Although much research on autism spectrum disorder (ASD) is focused on social and cognitive behaviors, recent evidence has highlighted sensory processing as a key alteration in ASD. Altered sensory experience is estimated to occur in as many as 90 percent of people with ASD and to affect every sensory modality, but the brain dynamics underlying impaired sensory integration in ASD are still largely unknown.

Three main brain structures are highly relevant to sensory integration alterations in ASD: the thalamus, cortex and amygdala. Understanding the mesoscale thalamo-cortico-amygdala network during sensory integration is of fundamental importance for understanding mechanisms underlying sensory processing differences in ASD.

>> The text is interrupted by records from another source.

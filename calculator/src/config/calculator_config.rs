use serde::{Deserialize, Serialize};
use std::fs::File;
use std::io::BufReader;
use std::path::{Path, PathBuf};
use tracing::info;

use crate::config::constants::{DEFAULT_HISTORY_CAPACITY, DEFAULT_HISTORY_FILE};
use crate::config::emission_factors::{EmissionFactors, LevelThresholds, SuggestionThresholds};

#[derive(Debug)]
pub enum ConfigError {
    IoError(std::io::Error),
    ParseError(serde_json::Error),
    InvalidValue(String),
}

impl From<std::io::Error> for ConfigError {
    fn from(err: std::io::Error) -> Self {
        ConfigError::IoError(err)
    }
}

impl From<serde_json::Error> for ConfigError {
    fn from(err: serde_json::Error) -> Self {
        ConfigError::ParseError(err)
    }
}

impl std::fmt::Display for ConfigError {
    fn fmt(&self, f: &mut std::fmt::Formatter<'_>) -> std::fmt::Result {
        match self {
            ConfigError::IoError(e) => write!(f, "IO error: {}", e),
            ConfigError::ParseError(e) => write!(f, "Config parse error: {}", e),
            ConfigError::InvalidValue(s) => write!(f, "Invalid config value: {}", s),
        }
    }
}

impl std::error::Error for ConfigError {}

#[derive(Debug, Clone, PartialEq, Serialize, Deserialize)]
pub struct RemoteConfig {
    pub base_url: String,
    #[serde(default)]
    pub api_token: Option<String>,
}

#[derive(Debug, Clone, PartialEq, Serialize, Deserialize)]
#[serde(default)]
pub struct HistoryConfig {
    pub path: PathBuf,
    pub capacity: usize,
}

impl Default for HistoryConfig {
    fn default() -> Self {
        Self {
            path: PathBuf::from(DEFAULT_HISTORY_FILE),
            capacity: DEFAULT_HISTORY_CAPACITY,
        }
    }
}

#[derive(Debug, Clone, PartialEq, Serialize, Deserialize, Default)]
#[serde(default)]
pub struct CalculatorConfig {
    pub factors: EmissionFactors,
    pub levels: LevelThresholds,
    pub suggestions: SuggestionThresholds,
    pub history: HistoryConfig,
    pub remote: Option<RemoteConfig>,
}

impl CalculatorConfig {
    pub fn load_from_file(path: impl AsRef<Path>) -> Result<Self, ConfigError> {
        let path = path.as_ref();
        let file = File::open(path)?;
        let reader = BufReader::new(file);
        let config: CalculatorConfig = serde_json::from_reader(reader)?;
        config.validate()?;

        info!(path = %path.display(), "Loaded calculator config");
        Ok(config)
    }

    pub fn validate(&self) -> Result<(), ConfigError> {
        if self.history.capacity == 0 {
            return Err(ConfigError::InvalidValue("history capacity must be at least 1".to_string()));
        }

        for (name, value) in self.factors.named_values() {
            if !value.is_finite() || value < 0.0 {
                return Err(ConfigError::InvalidValue(format!(
                    "factor {} must be a finite non-negative number, got {}",
                    name, value
                )));
            }
        }

        let levels = &self.levels;
        if ![levels.low, levels.moderate, levels.high].iter().all(|v| v.is_finite()) {
            return Err(ConfigError::InvalidValue("level thresholds must be finite".to_string()));
        }
        if !(levels.low <= levels.moderate && levels.moderate <= levels.high) {
            return Err(ConfigError::InvalidValue(format!(
                "level thresholds must ascend, got {} / {} / {}",
                levels.low, levels.moderate, levels.high
            )));
        }

        let suggestions = &self.suggestions;
        if ![suggestions.transport, suggestions.electricity, suggestions.diet].iter().all(|v| v.is_finite()) {
            return Err(ConfigError::InvalidValue("suggestion thresholds must be finite".to_string()));
        }

        if let Some(remote) = &self.remote {
            if remote.base_url.trim().is_empty() {
                return Err(ConfigError::InvalidValue("remote base_url is empty".to_string()));
            }
        }

        Ok(())
    }
}

#[cfg(test)]
mod tests {
    use super::*;
    use crate::config::emission_factors::{ElectricityFactors, TransportFactors};
    use std::io::Write;

    #[test]
    fn partial_config_keeps_defaults() {
        let mut file = tempfile::NamedTempFile::new().unwrap();
        write!(
            file,
            r#"{{ "history": {{ "capacity": 5 }}, "remote": {{ "base_url": "http://localhost:8000" }} }}"#
        )
        .unwrap();

        let config = CalculatorConfig::load_from_file(file.path()).unwrap();
        assert_eq!(config.history.capacity, 5);
        assert_eq!(config.history.path, PathBuf::from(DEFAULT_HISTORY_FILE));
        assert_eq!(config.factors, EmissionFactors::default());
        assert_eq!(config.remote.unwrap().api_token, None);
    }

    #[test]
    fn factors_can_be_recalibrated() {
        let mut file = tempfile::NamedTempFile::new().unwrap();
        let mut factors = EmissionFactors::default();
        factors.electricity.grid_intensity = 0.1;
        factors.transport.flight_speed_kmh = 850.0;
        let json = serde_json::json!({ "factors": factors });
        write!(file, "{}", json).unwrap();

        let config = CalculatorConfig::load_from_file(file.path()).unwrap();
        assert_eq!(config.factors.electricity.grid_intensity, 0.1);
        assert_eq!(config.factors.transport.flight_speed_kmh, 850.0);
    }

    #[test]
    fn rejects_zero_capacity() {
        let mut config = CalculatorConfig::default();
        config.history.capacity = 0;
        assert!(matches!(config.validate(), Err(ConfigError::InvalidValue(_))));
    }

    #[test]
    fn rejects_descending_thresholds() {
        let mut config = CalculatorConfig::default();
        config.levels.low = 6000.0;
        assert!(config.validate().is_err());
    }

    #[test]
    fn rejects_negative_factor() {
        let mut config = CalculatorConfig::default();
        config.factors.waste = -0.5;
        match config.validate() {
            Err(ConfigError::InvalidValue(msg)) => assert!(msg.contains("waste")),
            other => panic!("expected invalid value, got {:?}", other),
        }

        let mut file = tempfile::NamedTempFile::new().unwrap();
        write!(file, r#"{{ "factors": {{ "transport": {{ "flight": -1.0 }} }} }}"#).unwrap();
        assert!(matches!(
            CalculatorConfig::load_from_file(file.path()),
            Err(ConfigError::InvalidValue(_))
        ));
    }

    #[test]
    fn rejects_non_finite_values() {
        let mut config = CalculatorConfig::default();
        config.factors.electricity.grid_intensity = f64::NAN;
        assert!(config.validate().is_err());

        let mut config = CalculatorConfig::default();
        config.factors.transport.flight_speed_kmh = f64::INFINITY;
        assert!(config.validate().is_err());

        let mut config = CalculatorConfig::default();
        config.levels.high = f64::INFINITY;
        assert!(matches!(config.validate(), Err(ConfigError::InvalidValue(_))));
    }

    #[test]
    fn single_factor_override_keeps_group_defaults() {
        let mut file = tempfile::NamedTempFile::new().unwrap();
        write!(file, r#"{{"factors":{{"electricity":{{"grid_intensity":0.3}}}}}}"#).unwrap();

        let config = CalculatorConfig::load_from_file(file.path()).unwrap();
        let defaults = ElectricityFactors::default();
        assert_eq!(config.factors.electricity.grid_intensity, 0.3);
        assert_eq!(config.factors.electricity.renewable_none, defaults.renewable_none);
        assert_eq!(config.factors.electricity.renewable_some, defaults.renewable_some);
        assert_eq!(config.factors.electricity.renewable_most, defaults.renewable_most);
        assert_eq!(config.factors.electricity.renewable_all, defaults.renewable_all);
        assert_eq!(config.factors.transport, TransportFactors::default());
    }

    #[test]
    fn single_threshold_override_keeps_defaults() {
        let mut file = tempfile::NamedTempFile::new().unwrap();
        write!(file, r#"{{"levels":{{"low":1500.0}}}}"#).unwrap();

        let config = CalculatorConfig::load_from_file(file.path()).unwrap();
        assert_eq!(config.levels.low, 1500.0);
        assert_eq!(config.levels.moderate, LevelThresholds::default().moderate);
    }

    #[test]
    fn missing_file_is_io_error() {
        let result = CalculatorConfig::load_from_file("/nonexistent/kaboni.json");
        assert!(matches!(result, Err(ConfigError::IoError(_))));
    }
}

Ariel Gilad and colleagues plan to combine wide-field cortical imaging in mice with multi-fiber photometry of the thalamus and amygdala. This technique enables access to a wide range of the thalamo-cortico-amygdala network (i.e., the whole dorsal cortex, 24 thalamic and 8 amygdala recording sites). Gilad’s research goal is to study aberrant interactions within this network in genetic mouse models of ASD during a sensory integration task. Several distinct models will be studied, starting with Shank3 knockout mice and continuing to other lines.

Findings from these studies are expected to advance our understanding of thalamo-cortico-amygdala network alterations in ASD, which is of fundamental importance for understanding sensory integration differences in ASD. Furthermore, it may aid in guiding non-invasive brain stimulation to specific areas within the network, resulting in a more effective treatment for ASD that could increase the quality of life for millions of individuals and their families.